[Material for the task]

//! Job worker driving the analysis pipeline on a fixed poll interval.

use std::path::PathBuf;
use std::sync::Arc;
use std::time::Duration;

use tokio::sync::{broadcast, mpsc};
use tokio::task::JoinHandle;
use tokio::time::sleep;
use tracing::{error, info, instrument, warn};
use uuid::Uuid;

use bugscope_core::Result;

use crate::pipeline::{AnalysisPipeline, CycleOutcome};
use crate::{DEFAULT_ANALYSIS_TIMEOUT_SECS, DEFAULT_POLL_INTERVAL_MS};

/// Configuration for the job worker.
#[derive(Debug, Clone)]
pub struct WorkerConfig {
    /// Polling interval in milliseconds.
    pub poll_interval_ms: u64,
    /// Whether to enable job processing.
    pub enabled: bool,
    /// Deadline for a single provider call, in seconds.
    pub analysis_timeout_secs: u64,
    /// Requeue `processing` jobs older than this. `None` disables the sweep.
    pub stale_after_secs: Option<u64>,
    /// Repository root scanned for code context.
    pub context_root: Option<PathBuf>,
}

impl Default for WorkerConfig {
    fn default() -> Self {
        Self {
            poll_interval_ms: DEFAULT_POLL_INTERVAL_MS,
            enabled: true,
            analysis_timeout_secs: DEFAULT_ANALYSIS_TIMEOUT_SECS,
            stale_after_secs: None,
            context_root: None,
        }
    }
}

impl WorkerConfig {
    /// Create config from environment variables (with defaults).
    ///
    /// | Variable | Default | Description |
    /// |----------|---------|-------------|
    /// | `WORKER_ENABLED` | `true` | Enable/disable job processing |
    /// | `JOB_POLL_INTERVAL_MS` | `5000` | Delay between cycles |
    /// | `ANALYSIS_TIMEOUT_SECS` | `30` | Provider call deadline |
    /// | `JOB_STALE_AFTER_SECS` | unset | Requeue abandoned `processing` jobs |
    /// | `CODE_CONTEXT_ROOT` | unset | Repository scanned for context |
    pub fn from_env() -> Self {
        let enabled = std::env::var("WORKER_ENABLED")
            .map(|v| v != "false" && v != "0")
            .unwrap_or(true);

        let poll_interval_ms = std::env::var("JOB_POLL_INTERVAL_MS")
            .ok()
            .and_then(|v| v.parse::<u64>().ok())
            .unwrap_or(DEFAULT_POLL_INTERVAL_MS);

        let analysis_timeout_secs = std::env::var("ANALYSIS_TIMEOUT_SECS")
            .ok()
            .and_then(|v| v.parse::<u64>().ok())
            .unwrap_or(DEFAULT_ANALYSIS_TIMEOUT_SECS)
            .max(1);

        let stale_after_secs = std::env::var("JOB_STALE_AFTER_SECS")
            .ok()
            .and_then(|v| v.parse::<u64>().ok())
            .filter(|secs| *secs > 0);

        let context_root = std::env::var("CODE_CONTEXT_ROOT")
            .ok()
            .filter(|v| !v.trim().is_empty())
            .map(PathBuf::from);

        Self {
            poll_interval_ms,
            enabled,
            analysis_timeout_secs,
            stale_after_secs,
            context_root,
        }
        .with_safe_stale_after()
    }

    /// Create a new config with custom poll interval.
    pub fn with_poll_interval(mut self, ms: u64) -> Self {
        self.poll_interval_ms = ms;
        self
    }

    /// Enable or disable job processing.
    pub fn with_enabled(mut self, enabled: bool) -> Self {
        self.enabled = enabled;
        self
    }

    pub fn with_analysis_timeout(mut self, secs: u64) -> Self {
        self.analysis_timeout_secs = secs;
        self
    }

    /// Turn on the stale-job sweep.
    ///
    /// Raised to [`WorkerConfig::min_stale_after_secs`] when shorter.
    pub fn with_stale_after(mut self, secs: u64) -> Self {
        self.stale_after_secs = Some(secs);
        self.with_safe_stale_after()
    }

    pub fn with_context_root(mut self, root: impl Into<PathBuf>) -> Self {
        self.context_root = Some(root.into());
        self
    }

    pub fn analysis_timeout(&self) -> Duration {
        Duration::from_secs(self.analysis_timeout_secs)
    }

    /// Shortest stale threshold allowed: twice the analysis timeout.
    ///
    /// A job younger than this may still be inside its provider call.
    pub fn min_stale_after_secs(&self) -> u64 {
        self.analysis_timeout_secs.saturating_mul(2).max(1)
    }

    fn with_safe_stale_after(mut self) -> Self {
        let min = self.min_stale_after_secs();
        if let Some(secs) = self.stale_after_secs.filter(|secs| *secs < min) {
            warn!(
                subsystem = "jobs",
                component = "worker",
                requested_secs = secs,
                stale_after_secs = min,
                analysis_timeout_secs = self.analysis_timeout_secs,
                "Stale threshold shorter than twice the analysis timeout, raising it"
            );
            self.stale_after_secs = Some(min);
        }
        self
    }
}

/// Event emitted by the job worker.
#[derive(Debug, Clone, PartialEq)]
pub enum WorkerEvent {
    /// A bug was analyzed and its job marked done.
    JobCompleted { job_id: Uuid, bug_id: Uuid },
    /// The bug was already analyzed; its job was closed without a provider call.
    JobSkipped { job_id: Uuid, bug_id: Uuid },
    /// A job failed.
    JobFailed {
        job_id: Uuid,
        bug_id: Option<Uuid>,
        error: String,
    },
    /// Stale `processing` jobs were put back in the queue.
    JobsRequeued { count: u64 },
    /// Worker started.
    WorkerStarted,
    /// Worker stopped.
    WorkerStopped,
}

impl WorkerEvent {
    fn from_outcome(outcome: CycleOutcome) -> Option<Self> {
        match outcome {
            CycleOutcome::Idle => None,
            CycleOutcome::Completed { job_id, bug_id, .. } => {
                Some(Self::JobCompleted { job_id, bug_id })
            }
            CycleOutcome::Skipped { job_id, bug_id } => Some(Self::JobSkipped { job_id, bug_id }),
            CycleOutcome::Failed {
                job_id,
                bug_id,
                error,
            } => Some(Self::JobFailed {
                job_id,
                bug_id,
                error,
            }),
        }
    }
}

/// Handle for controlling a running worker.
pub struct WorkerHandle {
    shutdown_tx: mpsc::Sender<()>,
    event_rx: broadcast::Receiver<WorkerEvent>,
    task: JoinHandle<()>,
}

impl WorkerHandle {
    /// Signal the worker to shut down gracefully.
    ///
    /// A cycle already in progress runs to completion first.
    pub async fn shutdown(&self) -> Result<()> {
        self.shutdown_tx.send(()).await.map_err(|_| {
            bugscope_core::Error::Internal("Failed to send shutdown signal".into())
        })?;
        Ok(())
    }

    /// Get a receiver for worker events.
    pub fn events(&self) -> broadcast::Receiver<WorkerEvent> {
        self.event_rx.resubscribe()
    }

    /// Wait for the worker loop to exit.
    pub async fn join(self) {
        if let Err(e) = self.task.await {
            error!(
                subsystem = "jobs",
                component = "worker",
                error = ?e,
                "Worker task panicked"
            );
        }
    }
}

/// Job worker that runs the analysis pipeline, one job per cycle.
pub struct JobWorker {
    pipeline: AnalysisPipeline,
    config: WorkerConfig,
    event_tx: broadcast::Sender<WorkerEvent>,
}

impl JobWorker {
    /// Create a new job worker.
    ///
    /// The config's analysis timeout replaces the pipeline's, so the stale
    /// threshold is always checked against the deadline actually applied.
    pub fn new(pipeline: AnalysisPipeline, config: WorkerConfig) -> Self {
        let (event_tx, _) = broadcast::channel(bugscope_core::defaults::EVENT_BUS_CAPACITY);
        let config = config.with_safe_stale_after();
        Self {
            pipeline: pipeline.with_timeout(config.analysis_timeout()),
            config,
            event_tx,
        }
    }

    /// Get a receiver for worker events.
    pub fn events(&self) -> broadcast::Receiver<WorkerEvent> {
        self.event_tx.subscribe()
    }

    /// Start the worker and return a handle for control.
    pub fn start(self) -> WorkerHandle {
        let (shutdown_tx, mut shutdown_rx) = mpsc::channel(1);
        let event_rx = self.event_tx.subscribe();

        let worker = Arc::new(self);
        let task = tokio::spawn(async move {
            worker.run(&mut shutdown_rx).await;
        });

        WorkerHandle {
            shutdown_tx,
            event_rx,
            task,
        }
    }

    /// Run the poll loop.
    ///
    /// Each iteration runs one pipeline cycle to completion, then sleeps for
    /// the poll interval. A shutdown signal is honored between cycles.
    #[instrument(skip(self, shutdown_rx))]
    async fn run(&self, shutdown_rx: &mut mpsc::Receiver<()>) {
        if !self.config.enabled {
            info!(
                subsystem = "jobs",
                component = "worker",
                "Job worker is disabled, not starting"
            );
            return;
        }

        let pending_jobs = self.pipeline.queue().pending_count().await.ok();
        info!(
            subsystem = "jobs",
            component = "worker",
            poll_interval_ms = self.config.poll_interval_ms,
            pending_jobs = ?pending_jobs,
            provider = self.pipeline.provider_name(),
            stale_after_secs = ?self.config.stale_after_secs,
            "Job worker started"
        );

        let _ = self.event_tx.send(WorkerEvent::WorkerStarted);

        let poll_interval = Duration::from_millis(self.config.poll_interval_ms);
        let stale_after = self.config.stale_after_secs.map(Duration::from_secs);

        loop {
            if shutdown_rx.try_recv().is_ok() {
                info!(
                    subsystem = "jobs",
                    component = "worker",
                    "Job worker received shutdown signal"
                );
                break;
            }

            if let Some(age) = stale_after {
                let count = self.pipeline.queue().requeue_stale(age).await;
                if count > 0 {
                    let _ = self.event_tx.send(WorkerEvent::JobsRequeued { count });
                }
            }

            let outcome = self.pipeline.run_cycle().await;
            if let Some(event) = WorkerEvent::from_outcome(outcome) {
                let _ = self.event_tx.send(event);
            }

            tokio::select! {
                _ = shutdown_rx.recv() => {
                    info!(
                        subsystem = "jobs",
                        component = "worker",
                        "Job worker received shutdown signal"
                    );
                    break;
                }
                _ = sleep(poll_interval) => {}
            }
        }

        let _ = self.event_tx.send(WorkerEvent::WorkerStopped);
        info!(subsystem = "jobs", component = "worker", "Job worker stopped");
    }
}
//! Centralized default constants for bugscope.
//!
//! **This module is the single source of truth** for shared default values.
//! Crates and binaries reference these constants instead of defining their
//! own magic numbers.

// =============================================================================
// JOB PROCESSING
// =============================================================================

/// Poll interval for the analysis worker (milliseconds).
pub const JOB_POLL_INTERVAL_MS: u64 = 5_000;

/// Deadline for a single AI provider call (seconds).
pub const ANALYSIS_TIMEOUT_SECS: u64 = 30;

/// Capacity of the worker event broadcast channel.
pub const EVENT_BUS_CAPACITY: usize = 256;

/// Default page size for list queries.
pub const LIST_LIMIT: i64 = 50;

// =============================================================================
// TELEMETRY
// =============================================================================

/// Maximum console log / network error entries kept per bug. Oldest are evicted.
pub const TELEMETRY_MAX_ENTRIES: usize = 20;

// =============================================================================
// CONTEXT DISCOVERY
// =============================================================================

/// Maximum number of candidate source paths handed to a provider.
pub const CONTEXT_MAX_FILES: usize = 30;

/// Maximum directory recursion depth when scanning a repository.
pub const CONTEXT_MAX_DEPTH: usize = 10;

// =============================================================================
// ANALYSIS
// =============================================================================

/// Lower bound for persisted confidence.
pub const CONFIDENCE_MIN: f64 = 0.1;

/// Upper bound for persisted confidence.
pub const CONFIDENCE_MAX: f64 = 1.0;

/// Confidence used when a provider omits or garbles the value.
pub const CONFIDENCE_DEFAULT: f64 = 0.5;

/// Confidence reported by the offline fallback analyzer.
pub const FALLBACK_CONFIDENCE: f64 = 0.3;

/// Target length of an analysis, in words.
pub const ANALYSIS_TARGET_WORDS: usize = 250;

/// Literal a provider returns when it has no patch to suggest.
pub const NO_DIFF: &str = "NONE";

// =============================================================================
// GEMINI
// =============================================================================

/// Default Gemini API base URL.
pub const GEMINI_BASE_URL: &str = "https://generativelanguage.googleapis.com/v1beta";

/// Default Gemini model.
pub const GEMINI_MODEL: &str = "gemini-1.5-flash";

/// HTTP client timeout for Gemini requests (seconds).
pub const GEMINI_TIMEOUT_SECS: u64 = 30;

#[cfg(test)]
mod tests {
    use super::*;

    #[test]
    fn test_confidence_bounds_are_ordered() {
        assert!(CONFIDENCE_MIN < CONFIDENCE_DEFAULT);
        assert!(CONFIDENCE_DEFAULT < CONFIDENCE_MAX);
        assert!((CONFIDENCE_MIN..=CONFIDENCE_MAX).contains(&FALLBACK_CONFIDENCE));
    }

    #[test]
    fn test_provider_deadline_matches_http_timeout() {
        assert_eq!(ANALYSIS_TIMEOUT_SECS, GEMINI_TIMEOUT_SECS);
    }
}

[/Material for the task]

About this task: Check each line of the records for the word "warn", and show the lines that contain it.

Written answer:
use tracing::{error, info, instrument, warn};
            warn!(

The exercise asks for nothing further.